Adalet Bakanı Abdulhamit Gül, Ankara'da yargı muhabirleriyle bir araya gelerek açıklamlarda bulundu, gazetecilerin sorularını yanıtladı.
Diyarbakır'da, çocukları PKK tarafından kaçırıldığı gerekçesiyle Diyarbakır HDP İl Başkanlığı önünde eylem başlatan annelere değinen Gül, "Anneler çocuklarına sahip çıkmaya çalışıyorlar, Türkiye Cumhuriyeti çocuklarına sahip çıkmaya devam edecektir. Diyarbakır'daki annenin çocuğu hepimizin çocuğudur. Haftaya okul başlıyor. Koltuğunun altında kitap olması gereken çocukların koltuğunun altına silah verenlerle mücadele kararlı bir şekilde devam edecektir. Türkiye Cumhuriyeti, çocuklarımıza göz dikenlere, onların geleceklerine göz dikenlere, dağa çıkartarak geleceklerini söndüren, ömrünün en güzel anlarını dağda geçiren ve terör örgütüyle buluşturan tüm bu kesimlerle, bunlara destek verenlerle mücadeleyi kararlı bir şekilde sürdüreceğiz. Annelerin yanında yer almaya devam edeceğiz." dedi.
Gül, "Diyarbakır annesi 'êdî bes e, artık yeter' diyor. Çocuklarımızı aldınız. 'Artık bu terör son bulsun' diye. Kepenkleri kapatarak annelerin sesini ortadan kaldıramazsınız, anneler 'êdî bes e, artık yeter' demeye devam ettikçe çocuklarımıza da daha güçlü bir şekilde sahip çıkacağımıza inanıyoruz. Çok onurlu bir sestir. Bu feryat, bu çığlık asla önlenemeyecek. Asla kesilemeyecektir. Diyarbakır, Batman, Şırnak'taki evlatlar bizim evlatlarımızdır. Onların dağa değil okula gitmesi için her türlü desteği, her türlü kararlılığı yapacağız. Annelerin ve çocukların yanında olmaya devam edeceğiz. İstiyoruz ki hiçbir evladımız terör örgütünün kucağına değil, okullardaki öğretmenlerin kollarına gitsin. Onları oralarda görmek istiyoruz. Kararlı bir şekilde yanlarında olacağız." ifadelerini kullandı.

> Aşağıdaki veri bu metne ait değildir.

//! Drives a shell script that answers the JSON-lines protocol with canned
//! responses, one per request in order.

#![cfg(unix)]

use framecast_common::config::DriverConfig;
use framecast_common::error::FramecastError;
use framecast_session::{ClipRect, DriverEngine, LaunchOptions, RenderEngine};

fn scripted_driver(body: &str) -> DriverEngine {
    DriverEngine::new(DriverConfig {
        program: "sh".to_string(),
        args: vec!["-c".to_string(), body.to_string()],
    })
}

#[tokio::test]
async fn driver_round_trips_requests_in_order() {
    let engine = scripted_driver(
        r#"
        read l; echo '{"id":1,"result":null}'
        read l; echo 'loading page...'; echo '{"id":2,"result":null}'
        read l; echo '{"id":3,"result":{"width":4,"height":2,"fps":30,"frameCount":1}}'
        read l; echo '{"id":4,"result":"aGVsbG8="}'
        read l; echo '{"id":5,"error":"no such element"}'
        read l; echo '{"id":6,"result":null}'
        "#,
    );

    let instance = engine.launch(&LaunchOptions::default()).await.unwrap();
    instance.navigate("http://localhost/movie").await.unwrap();

    let value = instance.evaluate("window.__framecast.info()").await.unwrap();
    assert_eq!(value["frameCount"], 1);

    let png = instance.screenshot(ClipRect::from_size(4, 2)).await.unwrap();
    assert_eq!(png, b"hello");

    let err = instance.evaluate("document.querySelector('#x').click()").await.unwrap_err();
    assert!(err.to_string().contains("no such element"));

    instance.close().await.unwrap();
    instance.close().await.unwrap();
}

#[tokio::test]
async fn missing_driver_is_a_launch_error() {
    let engine = DriverEngine::new(DriverConfig {
        program: "framecast-driver-that-does-not-exist".to_string(),
        args: Vec::new(),
    });
    let err = engine.launch(&LaunchOptions::default()).await.err().unwrap();
    assert!(matches!(err, FramecastError::Launch { .. }));
}

#[tokio::test]
async fn driver_exit_mid_request_is_an_engine_error() {
    let engine = scripted_driver(r#"read l; echo '{"id":1,"result":null}'; read l; exit 0"#);
    let instance = engine.launch(&LaunchOptions::default()).await.unwrap();
    let err = instance.navigate("http://localhost/movie").await.unwrap_err();
    assert!(matches!(err, FramecastError::Navigation { .. }));
    instance.close().await.unwrap();
}
//! Run-wide cancellation signal.
//!
//! One signal is shared by every task submitted for a render run. Setting
//! it stops the pool from dispatching queued work; tasks already running
//! against a session are left to finish.

use std::sync::atomic::{AtomicBool, Ordering};
use std::sync::Arc;

use tokio::sync::Notify;

#[derive(Debug, Default)]
struct Inner {
    flag: AtomicBool,
    notify: Notify,
}

/// Cloneable cancellation flag with async wake-up.
#[derive(Debug, Clone, Default)]
pub struct CancelSignal {
    inner: Arc<Inner>,
}

impl CancelSignal {
    pub fn new() -> Self {
        Self::default()
    }

    /// Set the flag and wake every waiter. Idempotent.
    pub fn cancel(&self) {
        if !self.inner.flag.swap(true, Ordering::SeqCst) {
            tracing::debug!("Cancellation signalled");
        }
        self.inner.notify.notify_waiters();
    }

    pub fn is_cancelled(&self) -> bool {
        self.inner.flag.load(Ordering::SeqCst)
    }

    /// Resolve once `cancel` has been called.
    pub async fn cancelled(&self) {
        loop {
            let notified = self.inner.notify.notified();
            tokio::pin!(notified);
            // Register before re-checking the flag so a concurrent cancel
            // cannot slip between the check and the await.
            notified.as_mut().enable();
            if self.is_cancelled() {
                return;
            }
            notified.await;
        }
    }
}

#[cfg(test)]
mod tests {
    use super::*;
    use std::time::Duration;

    #[tokio::test]
    async fn cancelled_resolves_after_cancel() {
        let signal = CancelSignal::new();
        let waiter = {
            let signal = signal.clone();
            tokio::spawn(async move { signal.cancelled().await })
        };
        tokio::time::sleep(Duration::from_millis(5)).await;
        assert!(!signal.is_cancelled());
        signal.cancel();
        tokio::time::timeout(Duration::from_secs(1), waiter)
            .await
            .expect("waiter should wake")
            .expect("waiter should not panic");
        assert!(signal.is_cancelled());
    }

    #[tokio::test]
    async fn cancelled_returns_immediately_when_already_set() {
        let signal = CancelSignal::new();
        signal.cancel();
        signal.cancel();
        tokio::time::timeout(Duration::from_millis(100), signal.cancelled())
            .await
            .expect("already-cancelled signal should not block");
    }
}
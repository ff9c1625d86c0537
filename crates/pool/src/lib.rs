//! Framecast Session Pool
//!
//! Arbitrates exclusive access to a bounded set of render sessions. The pool
//! grows lazily up to its bound, waits on a permit semaphore when saturated,
//! and replaces sessions whose tasks fail.
//!
//! ```text
//!  submit(task) ──▶ permit (≤ max) ──▶ available session? ──yes──▶ run task
//!                                          │ no                     │
//!                                          ▼                  ok ◀──┴──▶ err
//!                                    open new session       release    close + discard
//! ```

pub mod pool;

pub use pool::*;
//! Message queue with deterministic delivery order.

use std::cmp::Ordering;
use std::collections::BTreeMap;
use stp_core::OutboundMessage;
use stp_types::NodeIndex;

/// Key for ordering messages in the queue.
///
/// The queue holds a single round's broadcast at a time, so messages are
/// ordered by:
/// 1. Destination node index
/// 2. Sequence number (FIFO: sender order, then the sender's link order)
#[derive(Debug, Clone, Copy, Eq, PartialEq)]
pub struct DeliveryKey {
    /// Which node receives this message.
    pub to: NodeIndex,
    /// Sequence number for deterministic FIFO ordering.
    pub sequence: u64,
}

impl Ord for DeliveryKey {
    fn cmp(&self, other: &Self) -> Ordering {
        match self.to.cmp(&other.to) {
            Ordering::Equal => {}
            ord => return ord,
        }

        self.sequence.cmp(&other.sequence)
    }
}

impl PartialOrd for DeliveryKey {
    fn partial_cmp(&self, other: &Self) -> Option<Ordering> {
        Some(self.cmp(other))
    }
}

/// Buffer between the broadcast phase and inbox delivery.
///
/// Sequence numbers are assigned on push, so the arrival order a node sees
/// depends only on the order messages were enqueued, never on how the
/// broadcast phase was scheduled.
#[derive(Debug, Default)]
pub struct MessageQueue {
    messages: BTreeMap<DeliveryKey, OutboundMessage>,
    sequence: u64,
}

impl MessageQueue {
    pub fn new() -> Self {
        Self::default()
    }

    /// Enqueue a message from the current broadcast phase.
    pub fn push(&mut self, message: OutboundMessage) {
        let key = DeliveryKey {
            to: message.to,
            sequence: self.sequence,
        };
        self.sequence += 1;
        self.messages.insert(key, message);
    }

    /// Number of queued messages.
    pub fn len(&self) -> usize {
        self.messages.len()
    }

    pub fn is_empty(&self) -> bool {
        self.messages.is_empty()
    }

    /// Remove every queued message, in delivery order.
    pub fn drain(&mut self) -> impl Iterator<Item = (DeliveryKey, OutboundMessage)> {
        std::mem::take(&mut self.messages).into_iter()
    }
}

#[cfg(test)]
mod tests {
    use super::*;
    use stp_types::NodeId;

    fn message(to: u32, sender: u64) -> OutboundMessage {
        OutboundMessage {
            to: NodeIndex(to),
            root_id: NodeId(sender),
            cost: 0,
            link_weight: 1,
            sender: NodeId(sender),
        }
    }

    #[test]
    fn test_destination_ordering() {
        let node0 = DeliveryKey {
            to: NodeIndex(0),
            sequence: 2,
        };
        let node1 = DeliveryKey {
            to: NodeIndex(1),
            sequence: 1,
        };
        assert!(node0 < node1, "Lower destination should drain first");
    }

    #[test]
    fn test_drain_groups_by_destination_in_fifo_order() {
        let mut queue = MessageQueue::new();
        queue.push(message(1, 30));
        queue.push(message(0, 20));
        queue.push(message(1, 10));
        queue.push(message(0, 40));
        assert_eq!(queue.len(), 4);

        let drained: Vec<(u32, u64)> = queue
            .drain()
            .map(|(key, msg)| (key.to.0, msg.sender.0))
            .collect();
        assert_eq!(drained, vec![(0, 20), (0, 40), (1, 30), (1, 10)]);
        assert!(queue.is_empty());

        // Sequence numbers keep growing across drains.
        queue.push(message(0, 50));
        let (key, _) = queue.drain().next().unwrap();
        assert_eq!(key.sequence, 4);
    }
}
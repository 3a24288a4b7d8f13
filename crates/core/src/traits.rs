//! Core trait for round-driven state machines.

use crate::{InboundMessage, OutboundMessage, UpdateSummary};

/// A node state machine driven by synchronous rounds.
///
/// This is the seam between the protocol logic and the round coordinator.
/// Implementations are:
///
/// - **Synchronous**: No method blocks or awaits
/// - **Deterministic**: Given the same state and inbox, `apply_messages`
///   always produces the same transitions
/// - **No I/O**: Messages leave and arrive only through the coordinator
///
/// # Round discipline
///
/// The coordinator calls `send_message` on every node, then delivers every
/// emitted message with `receive_message`, then calls `apply_messages` on
/// every node. No phase starts before the previous one finished on all nodes.
pub trait StateMachine {
    /// Advertise the current belief to every neighbor.
    ///
    /// Reads own state only; must not mutate anything.
    fn send_message(&self) -> Vec<OutboundMessage>;

    /// Buffer an advertisement for the next `apply_messages` call.
    ///
    /// Never mutates routing state.
    fn receive_message(&mut self, message: InboundMessage);

    /// Apply every buffered advertisement in arrival order and clear the inbox.
    fn apply_messages(&mut self) -> UpdateSummary;
}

Şiddetin her türlüsünü, özellikle kadına ve çocuğa yönelik şiddeti büyük bir tepkiyle, büyük bir şiddetle kınadıkların ve reddettiklerini vurgulayan Gül, Dünya'daki ortak sorunun kadına yönelik şiddet olduğunu söyledi.
Bu konuda ortak bir sorumlulukla mücadele etmenin önemine değinen Gül, "Bu tür olaylara sıfır toleransla yaklaşıyoruz. Kadına karşı şiddetin önlenmesi için çok önemli düzenlemeler yapıldı. Bu konuda Aile Bakanlığımızın uygulamasına verildiği, kadına karşı şiddetin önlenmesiyle ilgili bir kanun çıkartıldı. Bu konuda her türlü koordinasyon yapılmaktadır.

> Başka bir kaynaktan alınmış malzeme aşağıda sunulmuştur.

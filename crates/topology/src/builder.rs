//! Name-addressed topology construction.

use stp_types::{NodeId, NodeIndex, Topology, TopologyError, Weight};

/// Errors from [`TopologyBuilder`].
#[derive(Debug, Clone, PartialEq, Eq, thiserror::Error)]
pub enum BuildError {
    /// A link references a name that has not been declared yet.
    #[error("node '{name}' is not declared")]
    UndeclaredNode { name: String },

    #[error(transparent)]
    Topology(#[from] TopologyError),
}

/// Builds a [`Topology`] from named nodes and links.
///
/// Links are symmetric: one `link("A", "B", w)` call gives both endpoints a
/// neighbor entry.
///
/// # Example
///
/// ```
/// use stp_topology::TopologyBuilder;
///
/// let topology = TopologyBuilder::new()
///     .node("A", 5)
///     .node("B", 1)
///     .link("A", "B", 10)
///     .build()
///     .unwrap();
/// assert_eq!(topology.len(), 2);
/// ```
#[derive(Debug, Default)]
pub struct TopologyBuilder {
    topology: Topology,
    error: Option<BuildError>,
}

impl TopologyBuilder {
    pub fn new() -> Self {
        Self::default()
    }

    /// Declare a named node.
    pub fn declare(&mut self, name: &str, id: u64) -> Result<NodeIndex, BuildError> {
        Ok(self.topology.add_node(NodeId(id), Some(name.to_string()))?)
    }

    /// Declare an unnamed node; it is reported by its numeric id.
    pub fn declare_unnamed(&mut self, id: u64) -> Result<NodeIndex, BuildError> {
        Ok(self.topology.add_node(NodeId(id), None)?)
    }

    /// Link two previously declared nodes.
    pub fn connect(&mut self, a: &str, b: &str, weight: Weight) -> Result<(), BuildError> {
        let a = self.resolve(a)?;
        let b = self.resolve(b)?;
        Ok(self.topology.add_link(a, b, weight)?)
    }

    /// Chaining form of [`declare`](Self::declare). The first error is kept
    /// and returned by [`build`](Self::build).
    pub fn node(mut self, name: &str, id: u64) -> Self {
        if self.error.is_none() {
            if let Err(e) = self.declare(name, id) {
                self.error = Some(e);
            }
        }
        self
    }

    /// Chaining form of [`connect`](Self::connect).
    pub fn link(mut self, a: &str, b: &str, weight: Weight) -> Self {
        if self.error.is_none() {
            if let Err(e) = self.connect(a, b, weight) {
                self.error = Some(e);
            }
        }
        self
    }

    /// Finish, returning the first error hit by a chained call.
    pub fn build(self) -> Result<Topology, BuildError> {
        match self.error {
            Some(e) => Err(e),
            None => Ok(self.topology),
        }
    }

    /// Finish without checking chained errors.
    pub(crate) fn finish(self) -> Topology {
        self.topology
    }

    fn resolve(&self, name: &str) -> Result<NodeIndex, BuildError> {
        self.topology
            .index_of_name(name)
            .ok_or_else(|| BuildError::UndeclaredNode {
                name: name.to_string(),
            })
    }
}
//! Core state machine for root selection.
//!
//! This crate provides the per-node protocol logic:
//!
//! - [`Node`]: routing state, neighbor links, inbox and the update rule
//! - [`OutboundMessage`] / [`InboundMessage`]: the (root, cost) advertisement
//!   as emitted by a sender and as buffered by a receiver
//! - [`UpdateRule`] / [`UpdateSummary`]: which rule each buffered message hit
//! - [`StateMachine`]: the trait the round coordinator drives
//!
//! # Architecture
//!
//! ```text
//! send_message() → OutboundMessage → coordinator → receive_message() → inbox
//!                                                                        │
//!                              update_state() / apply_messages() ◀──────┘
//! ```
//!
//! The state machine is:
//! - **Synchronous**: No async, no .await
//! - **Deterministic**: Same state + inbox = same transitions
//! - **Isolated**: A node never touches another node's state; all delivery
//!   goes through the coordinator

mod message;
mod node;
mod traits;

pub use message::{InboundMessage, OutboundMessage};
pub use node::{NeighborLink, Node, UpdateRule, UpdateSummary};
pub use traits::StateMachine;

Bakan Gül, kadına yönelik şiddete dair 2019 yılında verilen tedbir kararı sayısının 375 bin 425 olduğu bilgisini paylaştı.

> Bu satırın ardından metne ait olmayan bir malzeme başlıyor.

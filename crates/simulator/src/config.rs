//! Simulator configuration.
//!
//! Loaded from an optional TOML file; every field has a default so a partial
//! (or empty) file is valid. Command-line flags are applied on top by the
//! binary.
//!
//! ```toml
//! input = "input.txt"
//!
//! [simulation]
//! max_rounds = 16
//!
//! [dispatch]
//! threads = 4
//!
//! [report]
//! show_costs = true
//! verify = true
//! format = "json"
//! ```

use serde::Deserialize;
use std::fs;
use std::path::{Path, PathBuf};
use stp_simulation::SimulationConfig;

/// Errors from loading a configuration file.
#[derive(Debug, thiserror::Error)]
pub enum ConfigError {
    #[error("failed to read config file {}: {source}", path.display())]
    Read {
        path: PathBuf,
        #[source]
        source: std::io::Error,
    },

    #[error("failed to parse config file {}: {source}", path.display())]
    Parse {
        path: PathBuf,
        #[source]
        source: toml::de::Error,
    },
}

/// Top-level simulator configuration.
#[derive(Debug, Clone, PartialEq, Eq, Deserialize)]
pub struct SimulatorConfig {
    /// Topology file to simulate.
    #[serde(default = "default_input")]
    pub input: PathBuf,

    #[serde(default)]
    pub simulation: SimulationSection,

    #[serde(default)]
    pub dispatch: DispatchSection,

    #[serde(default)]
    pub report: ReportSection,
}

fn default_input() -> PathBuf {
    PathBuf::from("input.txt")
}

impl Default for SimulatorConfig {
    fn default() -> Self {
        Self {
            input: default_input(),
            simulation: SimulationSection::default(),
            dispatch: DispatchSection::default(),
            report: ReportSection::default(),
        }
    }
}

/// Round coordinator settings.
#[derive(Debug, Clone, Default, PartialEq, Eq, Deserialize)]
pub struct SimulationSection {
    /// Round bound per run. Node count + 1 when unset.
    #[serde(default)]
    pub max_rounds: Option<u64>,
}

/// Phase execution settings.
#[derive(Debug, Clone, Default, PartialEq, Eq, Deserialize)]
pub struct DispatchSection {
    /// Size of the rayon pool used for both phases. 0 runs phases inline.
    #[serde(default)]
    pub threads: usize,
}

/// Output settings.
#[derive(Debug, Clone, Default, PartialEq, Eq, Deserialize)]
pub struct ReportSection {
    /// Append believed root and cost to every report line.
    #[serde(default)]
    pub show_costs: bool,

    /// Check the converged routes against shortest paths and print the result.
    #[serde(default)]
    pub verify: bool,

    #[serde(default)]
    pub format: OutputFormat,
}

/// Report format.
#[derive(Debug, Clone, Copy, Default, PartialEq, Eq, Deserialize, clap::ValueEnum)]
#[serde(rename_all = "lowercase")]
pub enum OutputFormat {
    /// One `<name>-><next hop>` line per node.
    #[default]
    Text,
    /// Outcome and route entries as a JSON document.
    Json,
}

impl SimulatorConfig {
    /// Load configuration from a TOML file.
    pub fn load(path: &Path) -> Result<Self, ConfigError> {
        let contents = fs::read_to_string(path).map_err(|source| ConfigError::Read {
            path: path.to_path_buf(),
            source,
        })?;

        toml::from_str(&contents).map_err(|source| ConfigError::Parse {
            path: path.to_path_buf(),
            source,
        })
    }

    /// Coordinator settings for [`SimulationRunner`](stp_simulation::SimulationRunner).
    pub fn simulation_config(&self) -> SimulationConfig {
        SimulationConfig {
            max_rounds: self.simulation.max_rounds,
        }
    }

    pub fn with_input(mut self, input: impl Into<PathBuf>) -> Self {
        self.input = input.into();
        self
    }

    pub fn with_max_rounds(mut self, max_rounds: u64) -> Self {
        self.simulation.max_rounds = Some(max_rounds);
        self
    }

    pub fn with_threads(mut self, threads: usize) -> Self {
        self.dispatch.threads = threads;
        self
    }
}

"Yargı 82 milyon millete ait bir yargıdır"
Yargı Reformu Strateji Belgesine ilişkin değerlendirmelerde bulunan Gül, "Yargı Reformu Strateji Belgesi Türk milletinin 82 milyonun belgesidir. Çalışmalarımızı bu hassasiyetle sürdüreceğiz. Yargı, eskiden özellikle FETÖ zamanı ve daha önceki vesayet anlayışlı zamanda birilerinin arka bahçesi ya da birilerinin güç manevrası olarak düşünülmeye çalışılan ve ele geçirilmek istenen bir merkez olarak görüldü. Oysa yargı 82 milyon millete ait bir yargıdır. Yargı, hiçbir görüşün, cemaatin, zümrenin yargısı olamaz. Yargı, bütün millete karşı ön yargısız, tarafsız ve bağımsız bir şekilde yargı olmak zorunda, geçmişteki hataların tekrarlanmaması için yoğun bir mücadele verilmektedir." dedi.
Bakan Gül, 2017 yılının başından itibaren 582 bin 410 dosyanın uzlaşmayla sonuçlandığını belirterek, "Savcının, hakimin önüne gelip yargılamalar uzamadı. Bu da 722 asliye ceza mahkemesinin bir yılda bakacağı iş anlamına gelmektedir." şeklinde konuştu.
Yılda yaklaşık 40 milyon tebligat çıkarılıyor
Tebligat adreslerine ilişkin de konuşan Bakan Gül, "Cep telefonu, bilgisayar veya elektronik posta, herkesin bir tebligat adresi var. Bu tebligat adresine, 'mahkemeden tebligat gelmiştir' diye bir bilgi geliyor. Bunun üzerine 5 gün var. 5 günden sonra tebligat yapılmış sayılıyor. Burada, avukatlar, kurumlar zorunlu ama vatandaşlar isterse bu sistemden yararlanıyor. Mahkemeler, yılda yaklaşık olarak 40 milyon tebligat çıkartıyorlar. Hem mali hem de davaların uzaması anlamında önemli bir maliyetti. 1 Ocak'tan itibaren elektronik tebligat sayısı 10 milyon 79 bin 541, 10 milyonun üzerinde elektronik tebligat uygulanmış. Buda yaklaşık 125 milyon lira tasarruf anlamına geliyor ve 7 bin 650 yetişkin ağaç kesilmekten bu uygulamayla kurtuldu. Biz bunun artmasını istiyoruz." ifadelerini kullanıldı.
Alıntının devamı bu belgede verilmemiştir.